Task details
Whenever a line of the entries below holds the string "Mutex", copy that line and return it.

Saved data entries
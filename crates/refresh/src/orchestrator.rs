//! Refresh orchestration: serve the cache, refetch, or fall back.
//!
//! At most one fetch is in flight. Callers that queue behind a running
//! refresh reuse its outcome instead of fetching again.

use chrono::{DateTime, Utc};
use common::{DataError, FetchError, PlayerRecord, ResolutionError};
use power_plus::process_table;
use savant_client::SourceFetcher;
use serde::Serialize;
use std::sync::atomic::{AtomicU64, Ordering};
use std::sync::Arc;
use std::time::Duration;
use thiserror::Error;
use tokio::sync::Mutex;
use tracing::{debug, info, warn};

use crate::cache::{CacheEntry, CacheStore};

/// Where a snapshot came from.
#[derive(Debug, Clone, Copy, PartialEq, Eq, Serialize)]
#[serde(rename_all = "snake_case")]
pub enum Origin {
    /// Fresh cache hit.
    Cached,
    /// Fetched and processed during this call.
    Refreshed,
    /// The refresh failed and the last known entry was served instead.
    Fallback,
}

/// A dataset handed to the query layer.
#[derive(Debug, Clone)]
pub struct Snapshot {
    pub entry: Arc<CacheEntry>,
    pub origin: Origin,
}

impl Snapshot {
    pub fn data(&self) -> &[PlayerRecord] {
        &self.entry.data
    }

    pub fn timestamp(&self) -> DateTime<Utc> {
        self.entry.timestamp
    }
}

/// Why a refresh attempt produced nothing usable.
#[derive(Debug, Error)]
enum RefreshFailure {
    #[error("fetch failed: {0}")]
    Fetch(#[from] FetchError),

    #[error("fetch exceeded {0:?}")]
    Timeout(Duration),

    #[error("column resolution failed: {0}")]
    Resolution(#[from] ResolutionError),

    #[error("upstream returned no players")]
    Empty,
}

/// Coordinates the cache store and the upstream fetcher.
pub struct DataService {
    cache: Arc<CacheStore>,
    fetcher: Arc<dyn SourceFetcher>,
    season: u16,
    fetch_timeout: Duration,
    refresh_lock: Mutex<()>,
    /// Bumped after every completed refresh attempt.
    generation: AtomicU64,
}

impl DataService {
    pub fn new(
        cache: Arc<CacheStore>,
        fetcher: Arc<dyn SourceFetcher>,
        season: u16,
        fetch_timeout: Duration,
    ) -> Self {
        Self {
            cache,
            fetcher,
            season,
            fetch_timeout,
            refresh_lock: Mutex::new(()),
            generation: AtomicU64::new(0),
        }
    }

    pub fn cache(&self) -> &Arc<CacheStore> {
        &self.cache
    }

    /// Fresh cache if available, otherwise refresh (falling back to stale data).
    pub async fn get_data(&self) -> Result<Snapshot, DataError> {
        let seen = self.generation.load(Ordering::Acquire);
        if let Some(entry) = self.cache.load_if_fresh() {
            return Ok(Snapshot {
                entry,
                origin: Origin::Cached,
            });
        }
        self.refresh_after(seen).await
    }

    /// Skip the freshness check and refetch (still falling back on failure).
    pub async fn force_refresh(&self) -> Result<Snapshot, DataError> {
        let seen = self.generation.load(Ordering::Acquire);
        self.refresh_after(seen).await
    }

    async fn refresh_after(&self, seen: u64) -> Result<Snapshot, DataError> {
        let _guard = self.refresh_lock.lock().await;

        if self.generation.load(Ordering::Acquire) != seen {
            debug!("Refresh completed while waiting; reusing its result");
            return self.serve_existing();
        }

        info!("Fetching fresh leaderboard data (season {})", self.season);
        let outcome = match self.fetch_and_process().await {
            Ok(data) => {
                let entry = self.cache.save(data);
                info!("Refreshed {} players", entry.data.len());
                Ok(Snapshot {
                    entry,
                    origin: Origin::Refreshed,
                })
            }
            Err(e) => {
                warn!("Refresh failed, falling back to cached data: {}", e);
                self.fallback()
            }
        };

        self.generation.fetch_add(1, Ordering::AcqRel);
        outcome
    }

    async fn fetch_and_process(&self) -> Result<Vec<PlayerRecord>, RefreshFailure> {
        let table = tokio::time::timeout(self.fetch_timeout, self.fetcher.fetch(self.season))
            .await
            .map_err(|_| RefreshFailure::Timeout(self.fetch_timeout))??;

        if table.is_empty() {
            return Err(RefreshFailure::Empty);
        }

        let data = process_table(&table)?;
        if data.is_empty() {
            return Err(RefreshFailure::Empty);
        }
        Ok(data)
    }

    fn serve_existing(&self) -> Result<Snapshot, DataError> {
        match self.cache.load_if_fresh() {
            Some(entry) => Ok(Snapshot {
                entry,
                origin: Origin::Cached,
            }),
            None => self.fallback(),
        }
    }

    fn fallback(&self) -> Result<Snapshot, DataError> {
        match self.cache.load_regardless() {
            Some(entry) => {
                warn!("Serving stale snapshot from {}", entry.timestamp);
                Ok(Snapshot {
                    entry,
                    origin: Origin::Fallback,
                })
            }
            None => Err(DataError::NoDataAvailable),
        }
    }
}
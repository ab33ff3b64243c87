//! Power+ computation crate.
//!
//! Turns a raw leaderboard table into graded player records and answers
//! read-only queries over them.

pub mod calculator;
pub mod process;
pub mod query;
pub mod resolver;

pub use calculator::{compute, grade, power_plus, LEAGUE_AVG_EFFICIENCY};
pub use process::process_table;
pub use query::{Summary, QUALIFIED_MIN_SWINGS};
pub use resolver::{resolve, ResolvedColumns};
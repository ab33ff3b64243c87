//! Configuration loader: .env file, then config.toml, then env vars.

use common::{Error, ServerConfig};
use std::path::{Path, PathBuf};

fn parse_positive<T>(raw: &str, env_name: &str) -> Result<T, Error>
where
    T: std::str::FromStr + PartialOrd + Default,
{
    let parsed = raw
        .trim()
        .parse::<T>()
        .map_err(|_| Error::Config(format!("{env_name} must be an integer > 0")))?;
    if parsed <= T::default() {
        return Err(Error::Config(format!("{env_name} must be an integer > 0")));
    }
    Ok(parsed)
}

fn validate_config(config: &ServerConfig) -> Result<(), Error> {
    let mut issues: Vec<String> = Vec::new();

    if config.host.trim().is_empty() {
        issues.push("host must not be empty".into());
    }
    if config.port == 0 {
        issues.push("port must be > 0".into());
    }
    if config.cache_file.as_os_str().is_empty() {
        issues.push("cache_file must not be empty".into());
    }
    if !config.source.url.starts_with("http://") && !config.source.url.starts_with("https://") {
        issues.push("source.url must be an http(s) URL".into());
    }
    if config.source.season < 2023 {
        issues.push("source.season must be >= 2023 (first bat-tracking season)".into());
    }
    if config.source.timeout_secs == 0 {
        issues.push("source.timeout_secs must be > 0".into());
    }

    if issues.is_empty() {
        Ok(())
    } else {
        Err(Error::Config(format!(
            "Invalid config:\n - {}",
            issues.join("\n - ")
        )))
    }
}

/// Apply environment overrides on top of `config`.
///
/// `lookup` is `std::env::var` in production; tests pass a map.
fn apply_env_overrides<F>(config: &mut ServerConfig, lookup: F) -> Result<(), Error>
where
    F: Fn(&str) -> Option<String>,
{
    if let Some(port) = lookup("PORT") {
        config.port = parse_positive(&port, "PORT")?;
    }
    if let Some(host) = lookup("POWER_PLUS_HOST") {
        config.host = host.trim().to_string();
    }
    if let Some(path) = lookup("POWER_PLUS_CACHE_FILE") {
        config.cache_file = PathBuf::from(path.trim());
    }
    if let Some(season) = lookup("POWER_PLUS_SEASON") {
        config.source.season = parse_positive(&season, "POWER_PLUS_SEASON")?;
    }
    if let Some(url) = lookup("POWER_PLUS_SOURCE_URL") {
        config.source.url = url.trim().to_string();
    }
    if let Some(raw) = lookup("POWER_PLUS_MIN_SWINGS") {
        config.source.min_swings = raw
            .trim()
            .parse()
            .map_err(|_| Error::Config("POWER_PLUS_MIN_SWINGS must be an integer >= 0".into()))?;
    }
    if let Some(raw) = lookup("POWER_PLUS_FETCH_TIMEOUT_SECS") {
        config.source.timeout_secs = parse_positive(&raw, "POWER_PLUS_FETCH_TIMEOUT_SECS")?;
    }
    Ok(())
}

/// Load server configuration from environment and optional config file.
pub fn load_config() -> Result<ServerConfig, Error> {
    // 1. Load .env file from project root or parent directories.
    if let Err(e) = dotenvy::dotenv() {
        tracing::debug!("No .env file loaded: {}", e);
    }

    // 2. Start with defaults.
    let mut config = ServerConfig::default();

    // 3. Try loading config.toml if it exists.
    let config_path = Path::new("config.toml");
    if config_path.exists() {
        let contents = std::fs::read_to_string(config_path)
            .map_err(|e| Error::Config(format!("Failed to read config.toml: {}", e)))?;
        config = toml::from_str(&contents)
            .map_err(|e| Error::Config(format!("Failed to parse config.toml: {}", e)))?;
    }

    // 4. Override with environment variables (highest priority).
    apply_env_overrides(&mut config, |name| std::env::var(name).ok())?;

    validate_config(&config)?;

    Ok(config)
}

#[cfg(test)]
mod tests {
    use super::*;
    use std::collections::HashMap;

    fn env(pairs: &[(&str, &str)]) -> impl Fn(&str) -> Option<String> {
        let map: HashMap<String, String> = pairs
            .iter()
            .map(|(k, v)| (k.to_string(), v.to_string()))
            .collect();
        move |name| map.get(name).cloned()
    }

    #[test]
    fn test_defaults_are_valid() {
        let config = ServerConfig::default();
        assert!(validate_config(&config).is_ok());
        assert_eq!(config.port, 5000);
    }

    #[test]
    fn test_env_overrides() {
        let mut config = ServerConfig::default();
        apply_env_overrides(
            &mut config,
            env(&[
                ("PORT", "8080"),
                ("POWER_PLUS_CACHE_FILE", "/tmp/pp.json"),
                ("POWER_PLUS_SEASON", "2024"),
                ("POWER_PLUS_FETCH_TIMEOUT_SECS", "10"),
            ]),
        )
        .unwrap();

        assert_eq!(config.port, 8080);
        assert_eq!(config.cache_file, PathBuf::from("/tmp/pp.json"));
        assert_eq!(config.source.season, 2024);
        assert_eq!(config.source.timeout_secs, 10);
    }

    #[test]
    fn test_bad_port_is_config_error() {
        let mut config = ServerConfig::default();
        let err = apply_env_overrides(&mut config, env(&[("PORT", "http")])).unwrap_err();
        assert!(matches!(err, Error::Config(_)));

        let err = apply_env_overrides(&mut config, env(&[("PORT", "0")])).unwrap_err();
        assert!(matches!(err, Error::Config(_)));
    }

    #[test]
    fn test_toml_file_layout() {
        let config: ServerConfig = toml::from_str(
            r#"
            port = 7000
            cache_file = "cache/power.json"

            [source]
            season = 2024
            min_swings = 50
            "#,
        )
        .unwrap();

        assert_eq!(config.port, 7000);
        assert_eq!(config.source.min_swings, 50);
        assert_eq!(config.source.timeout_secs, 30);
        assert!(validate_config(&config).is_ok());
    }

    #[test]
    fn test_validation_collects_all_issues() {
        let mut config = ServerConfig::default();
        config.source.url = "ftp://example.com".into();
        config.source.timeout_secs = 0;

        let Err(Error::Config(msg)) = validate_config(&config) else {
            panic!("expected config error");
        };
        assert!(msg.contains("source.url"));
        assert!(msg.contains("source.timeout_secs"));
    }
}
//! Shared types, config, and error definitions for the Power+ service.

pub mod config;
pub mod error;
pub mod types;

pub use config::ServerConfig;
pub use error::{CacheError, DataError, Error, FetchError, ResolutionError};
pub use types::*;

/// Convenience Result alias.
pub type Result<T> = std::result::Result<T, Error>;
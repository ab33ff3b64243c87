//! Refresh-and-cache pipeline.
//!
//! Owns the persisted snapshot and decides, per request, whether to serve
//! it, refetch it, or fall back to it.

pub mod cache;
pub mod orchestrator;

pub use cache::{CacheEntry, CacheStore, CACHE_TTL};
pub use orchestrator::{DataService, Origin, Snapshot};
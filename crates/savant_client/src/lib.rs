//! Baseball Savant bat-tracking leaderboard client.
//!
//! Downloads the leaderboard as CSV and hands back the raw header and rows.
//! Column interpretation is left to the `power_plus` crate so the schema
//! heuristics can be tested without HTTP.

use async_trait::async_trait;
use common::config::SourceConfig;
use common::{FetchError, RawTable};
use std::time::Duration;
use tracing::debug;

/// Anything that can produce the raw leaderboard for a season.
///
/// The refresh orchestrator depends on this rather than on [`SavantClient`]
/// directly.
#[async_trait]
pub trait SourceFetcher: Send + Sync {
    async fn fetch(&self, season: u16) -> Result<RawTable, FetchError>;
}

/// Leaderboard client with connection pooling and a bounded request timeout.
#[derive(Debug, Clone)]
pub struct SavantClient {
    client: reqwest::Client,
    url: String,
    min_swings: u32,
    timeout: Duration,
}

impl SavantClient {
    pub fn new(config: &SourceConfig) -> Self {
        let timeout = Duration::from_secs(config.timeout_secs);
        let client = reqwest::Client::builder()
            .user_agent("power-plus-server/0.1")
            .pool_max_idle_per_host(4)
            .timeout(timeout)
            .build()
            .expect("failed to build Savant HTTP client");

        Self {
            client,
            url: config.url.clone(),
            min_swings: config.min_swings,
            timeout,
        }
    }

    /// Upper bound on a single fetch.
    pub fn timeout(&self) -> Duration {
        self.timeout
    }

    /// Fetch the batter leaderboard for `season`.
    pub async fn fetch_leaderboard(&self, season: u16) -> Result<RawTable, FetchError> {
        debug!("Fetching bat-tracking leaderboard: {} (season {})", self.url, season);

        let resp = self
            .client
            .get(&self.url)
            .query(&[
                ("year", season.to_string()),
                ("type", "batter".to_string()),
                ("minSwings", self.min_swings.to_string()),
                ("csv", "true".to_string()),
            ])
            .send()
            .await
            .map_err(|e| FetchError::Network(format!("request to {} failed: {}", self.url, e)))?;

        let status = resp.status();
        if !status.is_success() {
            return Err(FetchError::BadStatus(status.as_u16()));
        }

        let body = resp.text().await.map_err(|e| {
            FetchError::Network(format!("reading body from {} failed: {}", self.url, e))
        })?;

        let table = parse_csv(&body)?;
        debug!(
            "Got {} leaderboard rows across {} columns",
            table.rows.len(),
            table.columns.len()
        );

        Ok(table)
    }
}

#[async_trait]
impl SourceFetcher for SavantClient {
    async fn fetch(&self, season: u16) -> Result<RawTable, FetchError> {
        self.fetch_leaderboard(season).await
    }
}

/// Parse a CSV payload into a [`RawTable`].
///
/// A payload with no header row, or with a row whose width differs from the
/// header, is rejected.
pub fn parse_csv(text: &str) -> Result<RawTable, FetchError> {
    let text = text.trim_start_matches('\u{feff}');
    let mut reader = csv::ReaderBuilder::new()
        .has_headers(true)
        .from_reader(text.as_bytes());

    let columns: Vec<String> = reader
        .headers()
        .map_err(|e| FetchError::ParseFailure(format!("bad header row: {}", e)))?
        .iter()
        .map(|h| h.trim().to_string())
        .collect();

    if columns.is_empty() || columns.iter().all(|c| c.is_empty()) {
        return Err(FetchError::ParseFailure("missing header row".into()));
    }

    let mut rows = Vec::new();
    for record in reader.records() {
        let record = record.map_err(|e| FetchError::ParseFailure(e.to_string()))?;
        rows.push(record.iter().map(str::to_string).collect());
    }

    Ok(RawTable { columns, rows })
}

#[cfg(test)]
mod tests {
    use super::*;
    use wiremock::matchers::{method, query_param};
    use wiremock::{Mock, MockServer, ResponseTemplate};

    const SAMPLE: &str = "\u{feff}id,name,swings_competitive,avg_bat_speed,swing_length\n\
                          665742,\"Soto, Juan\",412,75.1,7.6\n\
                          592450,\"Judge, Aaron\",398,76.9,8.1\n";

    fn config_for(server: &MockServer, timeout_secs: u64) -> SourceConfig {
        SourceConfig {
            url: format!("{}/leaderboard/bat-tracking", server.uri()),
            timeout_secs,
            ..SourceConfig::default()
        }
    }

    #[test]
    fn test_parse_csv_strips_bom_and_keeps_order() {
        let table = parse_csv(SAMPLE).expect("sample should parse");

        assert_eq!(
            table.columns,
            vec!["id", "name", "swings_competitive", "avg_bat_speed", "swing_length"]
        );
        assert_eq!(table.rows.len(), 2);
        assert_eq!(table.rows[0][1], "Soto, Juan");
        assert_eq!(table.rows[1][1], "Judge, Aaron");
    }

    #[test]
    fn test_parse_csv_rejects_empty_payload() {
        assert!(matches!(parse_csv(""), Err(FetchError::ParseFailure(_))));
    }

    #[test]
    fn test_parse_csv_rejects_ragged_rows() {
        let ragged = "a,b,c\n1,2,3\n4,5\n";
        assert!(matches!(parse_csv(ragged), Err(FetchError::ParseFailure(_))));
    }

    #[tokio::test]
    async fn test_fetch_sends_leaderboard_params() {
        let server = MockServer::start().await;
        Mock::given(method("GET"))
            .and(query_param("year", "2024"))
            .and(query_param("type", "batter"))
            .and(query_param("minSwings", "1"))
            .and(query_param("csv", "true"))
            .respond_with(ResponseTemplate::new(200).set_body_string(SAMPLE))
            .expect(1)
            .mount(&server)
            .await;

        let client = SavantClient::new(&config_for(&server, 5));
        let table = client.fetch(2024).await.expect("fetch should succeed");

        assert_eq!(table.rows.len(), 2);
    }

    #[tokio::test]
    async fn test_fetch_maps_non_success_status() {
        let server = MockServer::start().await;
        Mock::given(method("GET"))
            .respond_with(ResponseTemplate::new(503))
            .mount(&server)
            .await;

        let client = SavantClient::new(&config_for(&server, 5));
        let err = client.fetch(2025).await.unwrap_err();

        assert!(matches!(err, FetchError::BadStatus(503)), "got {:?}", err);
    }

    #[tokio::test]
    async fn test_fetch_non_csv_body_is_parse_failure() {
        let server = MockServer::start().await;
        Mock::given(method("GET"))
            .respond_with(ResponseTemplate::new(200).set_body_string("<html>\n<b>a,b</b>\n"))
            .mount(&server)
            .await;

        let client = SavantClient::new(&config_for(&server, 5));
        let err = client.fetch(2025).await.unwrap_err();

        assert!(matches!(err, FetchError::ParseFailure(_)), "got {:?}", err);
    }

    #[tokio::test]
    async fn test_fetch_times_out_as_network_error() {
        let server = MockServer::start().await;
        Mock::given(method("GET"))
            .respond_with(
                ResponseTemplate::new(200)
                    .set_body_string(SAMPLE)
                    .set_delay(Duration::from_secs(3)),
            )
            .mount(&server)
            .await;

        let client = SavantClient::new(&config_for(&server, 1));
        let err = client.fetch(2025).await.unwrap_err();

        assert!(matches!(err, FetchError::Network(_)), "got {:?}", err);
    }

    #[tokio::test]
    async fn test_fetch_unreachable_host_is_network_error() {
        let config = SourceConfig {
            url: "http://127.0.0.1:9/leaderboard".into(),
            timeout_secs: 2,
            ..SourceConfig::default()
        };
        let client = SavantClient::new(&config);

        let err = client.fetch(2025).await.unwrap_err();
        assert!(matches!(err, FetchError::Network(_)), "got {:?}", err);
    }
}
//! Domain types shared across the service.

use serde::{Deserialize, Serialize};
use std::collections::BTreeMap;
use std::fmt;

// ── Player records ────────────────────────────────────────────────────

/// One processed leaderboard row.
#[derive(Debug, Clone, PartialEq, Serialize, Deserialize)]
pub struct PlayerRecord {
    #[serde(default)]
    pub player_name: String,
    #[serde(default)]
    pub team: String,
    #[serde(default)]
    pub swings: Option<u64>,
    #[serde(default)]
    pub bat_speed: Option<f64>,
    #[serde(default)]
    pub swing_length: Option<f64>,
    /// Absent whenever the inputs cannot produce a defined ratio.
    #[serde(default)]
    pub power_plus: Option<f64>,
    #[serde(default)]
    pub grade: Grade,
    /// Remaining upstream columns, passed through untouched.
    #[serde(flatten)]
    pub extra: BTreeMap<String, serde_json::Value>,
}

impl PlayerRecord {
    /// Field names owned by the typed struct; upstream columns with these
    /// names never go into `extra`.
    pub const FIELD_NAMES: [&'static str; 7] = [
        "player_name",
        "team",
        "swings",
        "bat_speed",
        "swing_length",
        "power_plus",
        "grade",
    ];

    /// Swing count, treating an absent count as zero.
    pub fn swing_count(&self) -> u64 {
        self.swings.unwrap_or(0)
    }
}

/// Processed records in upstream order.
pub type Dataset = Vec<PlayerRecord>;

// ── Grades ────────────────────────────────────────────────────────────

/// Discrete Power+ band.
#[derive(Debug, Clone, Copy, PartialEq, Eq, PartialOrd, Ord, Hash, Serialize, Deserialize)]
pub enum Grade {
    #[serde(rename = "Elite")]
    Elite,
    #[serde(rename = "Above Average")]
    AboveAverage,
    #[serde(rename = "Average")]
    Average,
    #[serde(rename = "Below Average")]
    BelowAverage,
    #[serde(rename = "Poor")]
    Poor,
    #[serde(rename = "N/A")]
    NotAvailable,
}

impl Grade {
    pub const ALL: [Grade; 6] = [
        Grade::Elite,
        Grade::AboveAverage,
        Grade::Average,
        Grade::BelowAverage,
        Grade::Poor,
        Grade::NotAvailable,
    ];

    pub fn label(self) -> &'static str {
        match self {
            Grade::Elite => "Elite",
            Grade::AboveAverage => "Above Average",
            Grade::Average => "Average",
            Grade::BelowAverage => "Below Average",
            Grade::Poor => "Poor",
            Grade::NotAvailable => "N/A",
        }
    }
}

impl Default for Grade {
    fn default() -> Self {
        Grade::NotAvailable
    }
}

impl fmt::Display for Grade {
    fn fmt(&self, f: &mut fmt::Formatter<'_>) -> fmt::Result {
        f.write_str(self.label())
    }
}

// ── Raw upstream table ────────────────────────────────────────────────

/// Header and rows of the upstream CSV, in source order.
#[derive(Debug, Clone, Default, PartialEq, Eq)]
pub struct RawTable {
    pub columns: Vec<String>,
    pub rows: Vec<Vec<String>>,
}

impl RawTable {
    pub fn is_empty(&self) -> bool {
        self.rows.is_empty()
    }

    pub fn len(&self) -> usize {
        self.rows.len()
    }
}

#[cfg(test)]
mod tests {
    use super::*;

    #[test]
    fn test_grade_serializes_as_display_label() {
        let json = serde_json::to_string(&Grade::AboveAverage).unwrap();
        assert_eq!(json, "\"Above Average\"");

        let parsed: Grade = serde_json::from_str("\"N/A\"").unwrap();
        assert_eq!(parsed, Grade::NotAvailable);
    }

    #[test]
    fn test_record_flattens_extra_columns() {
        let mut extra = BTreeMap::new();
        extra.insert("id".to_string(), serde_json::json!(665742));
        let record = PlayerRecord {
            player_name: "Soto, Juan".into(),
            team: "NYM".into(),
            swings: Some(412),
            bat_speed: Some(75.1),
            swing_length: None,
            power_plus: None,
            grade: Grade::NotAvailable,
            extra,
        };

        let value = serde_json::to_value(&record).unwrap();
        assert_eq!(value["id"], 665742);
        assert!(value["power_plus"].is_null());
        assert_eq!(value["grade"], "N/A");

        let back: PlayerRecord = serde_json::from_value(value).unwrap();
        assert_eq!(back, record);
    }
}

Completed exercise
use tokio::sync::Mutex;
    refresh_lock: Mutex<()>,
            refresh_lock: Mutex::new(()),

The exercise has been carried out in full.